#### [Instructions for the task]
From the entries below, copy out every line with "bool" in it.

-------- Supplied records

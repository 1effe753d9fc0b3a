//! Session state for the current browser tab.
//!
//! SYSTEM CONTEXT
//! ==============
//! Owned by the app shell in an `RwSignal` and provided by context. Route
//! guards read it to decide between the login page and the analyze view.

#[cfg(test)]
#[path = "session_test.rs"]
mod session_test;

use crate::net::types::UserProfile;

/// `LoggedOut` while `profile` is `None`, `LoggedIn` otherwise.
///
/// `loading` is true until the shell has asked the server for an existing
/// session; guards hold off redirecting until then.
#[derive(Clone, Debug, PartialEq, Eq)]
pub struct SessionState {
    pub profile: Option<UserProfile>,
    pub loading: bool,
}

impl Default for SessionState {
    fn default() -> Self {
        Self { profile: None, loading: true }
    }
}

impl SessionState {
    #[must_use]
    pub fn is_authenticated(&self) -> bool {
        self.profile.is_some()
    }

    /// Record the outcome of the start-up session check.
    pub fn restored(&mut self, profile: Option<UserProfile>) {
        self.profile = profile;
        self.loading = false;
    }

    pub fn sign_in(&mut self, profile: UserProfile) {
        self.profile = Some(profile);
        self.loading = false;
    }

    pub fn sign_out(&mut self) {
        self.profile = None;
        self.loading = false;
    }

    /// Name shown in the sidebar footer.
    #[must_use]
    pub fn display_name(&self) -> Option<&str> {
        self.profile.as_ref().map(|p| p.display_name.as_str())
    }
}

----------------

#### [Task result]
    pub loading: bool,
    pub fn is_authenticated(&self) -> bool {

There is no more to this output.